Even so we will name a few, among them being Lake Metroparks, the Burrough's Nature Club, the Cleveland Museum of Natural History, and the Western Reserve Land Conservancy.

And whenever I saw Pallister he virtually always was with his muse; wife Gretta.

Together this two-for-one environmental dynamo was a force for good to be reckoned with as they worked to secure for future generations such threatened Lake County properties as Gully Brook in Willoughby-Willoughby Hills.

When that jewel was installed in Lake Metroparks' crown, in some not-so-inconsequential way it was due to the efforts of Hugh and Gretta who saw to it that the stone would be purchased and then polished to its present high luster.

At all times, too, Hugh was of the old school; polite and mannerly almost to a fault.

Kindly to those whom he met, Hugh also was always amply pleasant whenever he answered my telephone calls seeking his or Gretta's thoughts on this or that Lake County environmental matter.

Others believe the same way as well.

Bob Riggin, former Willoughby councilman who served with Pallister for a couple of terms, says he lost both a fellow former public servant and more importantly, a good friend.
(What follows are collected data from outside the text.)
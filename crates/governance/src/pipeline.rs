//! Pipeline engine — ordered category execution over request/response
//! JSON.
//!
//! Categories run in the fixed order
//! `observability → authentication → authorization → rate_limiting →
//! validation → content → audit`. Observability plugins run in parallel
//! and can neither reject nor mutate; every other category runs its
//! plugins sequentially in declaration order, where the first
//! `continue=false` short-circuits the category (required plugins
//! propagate the rejection, optional ones demote it to a log). Content
//! mutations replace the working buffer for the rest of the pipeline.

use std::sync::Arc;

use async_trait::async_trait;
use futures_util::future::join_all;
use mcpv_domain::config::{PluginCategory, PluginFlow};
use mcpv_domain::{Error, Result};
use serde_json::Value;

use crate::rpc::PluginDecision;

/// Request metadata handed to every plugin call.
#[derive(Debug, Clone, Default, serde::Serialize)]
pub struct GovernanceContext {
    pub client: Option<String>,
    pub profile: Option<String>,
    pub method: String,
    pub server: Option<String>,
}

/// One pluggable governance handler. Out-of-process plugins implement
/// this over their socket RPC; tests use in-process fakes.
#[async_trait]
pub trait GovernancePlugin: Send + Sync {
    fn name(&self) -> &str;
    fn category(&self) -> PluginCategory;
    fn required(&self) -> bool;
    fn handles(&self, flow: PluginFlow) -> bool;
    /// Unhealthy plugins are skipped (optional plugins that failed
    /// configure/ready).
    fn healthy(&self) -> bool {
        true
    }
    async fn handle(
        &self,
        flow: PluginFlow,
        payload: &Value,
        ctx: &GovernanceContext,
    ) -> Result<PluginDecision>;
}

/// Category-ordered pipeline over a plugin list (declaration order).
#[derive(Default)]
pub struct Pipeline {
    plugins: Vec<Arc<dyn GovernancePlugin>>,
}

impl Pipeline {
    pub fn new(plugins: Vec<Arc<dyn GovernancePlugin>>) -> Self {
        Self { plugins }
    }

    pub fn is_empty(&self) -> bool {
        self.plugins.is_empty()
    }

    /// Run one phase (request or response) over the payload. Returns the
    /// possibly-mutated payload, or the first propagated rejection.
    pub async fn run(
        &self,
        flow: PluginFlow,
        payload: Value,
        ctx: &GovernanceContext,
    ) -> Result<Value> {
        let mut current = payload;

        for category in PluginCategory::ORDER {
            let members: Vec<Arc<dyn GovernancePlugin>> = self
                .plugins
                .iter()
                .filter(|p| p.category() == category && p.handles(flow) && p.healthy())
                .cloned()
                .collect();
            if members.is_empty() {
                continue;
            }

            if category == PluginCategory::Observability {
                self.run_observability(&members, flow, &current, ctx).await;
                continue;
            }

            for plugin in members {
                let decision = call_isolated(plugin.clone(), flow, current.clone(), ctx.clone())
                    .await;
                match decision {
                    Ok(decision) => {
                        if !decision.continue_ {
                            let reason = decision
                                .reason
                                .unwrap_or_else(|| "rejected".to_string());
                            if plugin.required() {
                                return Err(Error::Rejected {
                                    plugin: plugin.name().to_string(),
                                    reason,
                                });
                            }
                            tracing::warn!(
                                plugin = plugin.name(),
                                category = ?category,
                                reason = %reason,
                                "reason=optional_rejected"
                            );
                            // Short-circuit the category, keep the pipeline.
                            break;
                        }
                        if category == PluginCategory::Content {
                            if let Some(mutated) = decision.payload {
                                current = mutated;
                            }
                        }
                    }
                    Err(e) => {
                        if plugin.required() {
                            return Err(Error::Internal(format!(
                                "required plugin {} failed: {e}",
                                plugin.name()
                            )));
                        }
                        tracing::warn!(
                            plugin = plugin.name(),
                            category = ?category,
                            error = %e,
                            "optional plugin failed, continuing"
                        );
                    }
                }
            }
        }

        Ok(current)
    }

    /// Observability runs all members concurrently; their decisions
    /// cannot reject and their mutations are ignored.
    async fn run_observability(
        &self,
        members: &[Arc<dyn GovernancePlugin>],
        flow: PluginFlow,
        payload: &Value,
        ctx: &GovernanceContext,
    ) {
        let calls = members.iter().map(|plugin| {
            call_isolated(plugin.clone(), flow, payload.clone(), ctx.clone())
        });
        for (plugin, result) in members.iter().zip(join_all(calls).await) {
            if let Err(e) = result {
                tracing::warn!(plugin = plugin.name(), error = %e, "observability plugin failed");
            }
        }
    }
}

/// Run one plugin call on its own task so a panicking plugin adapter
/// cannot take the request down with it.
async fn call_isolated(
    plugin: Arc<dyn GovernancePlugin>,
    flow: PluginFlow,
    payload: Value,
    ctx: GovernanceContext,
) -> Result<PluginDecision> {
    let handle =
        tokio::spawn(async move { plugin.handle(flow, &payload, &ctx).await });
    match handle.await {
        Ok(result) => result,
        Err(join) => Err(Error::Internal(format!("plugin call panicked: {join}"))),
    }
}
“Hugh was a great guy, very conscientious with a real concern for Willoughby as well as being equally well involved with the Chamber of Commerce,” Riggin said.

Riggin said he also worked closely with Pallister on Lake Metroparks matters. That was when Riggin was a park board commissioner and Pallister served on this or that agency advisory committee.

“He did a lot and he accomplished a lot,” said Riggin.

Yes, he did.

Then again, so did Veselko. In his own way, that is.

Veselko was the founder of the now-closed Veselko's Greenhouse in Mentor.

Though I willingly admit that Veselko hardly could be called an associate let alone a friend, I did see his greenhouse business as central Lake County's go-to home vegetable plant and flower bed gardening store.

Then again, so did a lot of other urban backyard farmers, such as my late fishing companion, Dean Palmer of Willoughby Hills.

That I came to learn by reading Veselko's obit that he was one of Lake County's first bedding plant specialist was one of those “uh-huh” movements. While it was a detail unfamiliar to me the fact didn't overwhelm me as being unthinkable.

Veselko knew his stuff about plants

Which helps explain why from late April through May Veselko's Greenhouse was alive with customer activity. We would cruise the shop's isles, depending upon the sunlight filtering through the greenhouse's somewhat dingy glass in order to see what we wanted to purchase.

And as often as not for me that meant experimenting with some of the many varieties of tomato plants Veselko's seemed to stock.

Sure as rain, too, early in each planting season I'd inquire about buying such plant stock as beans or whatever, only to be gruffly rebuked by Veselko that I was too quick to ask for a vegetable that wouldn't be ready for a few more weeks.

Yet every pre-growing season I'd carry to the car my mush-mash of tomato and pepper varieties, knowing that the bank account was a tad slimmer and my behind a smidgen chewed out for asking so very obviously a dumb gardening question.

No matter, as I'd return the following spring to go at it again with Veselko and his hardy veggie plant factory.

And so Lake County has seen the passing of two divergent individuals, each a World War II veteran and both men of high caliber in their own respective and unique way.

Thank you, gentlemen, you helped transform Lake County into a better place by being giants among us.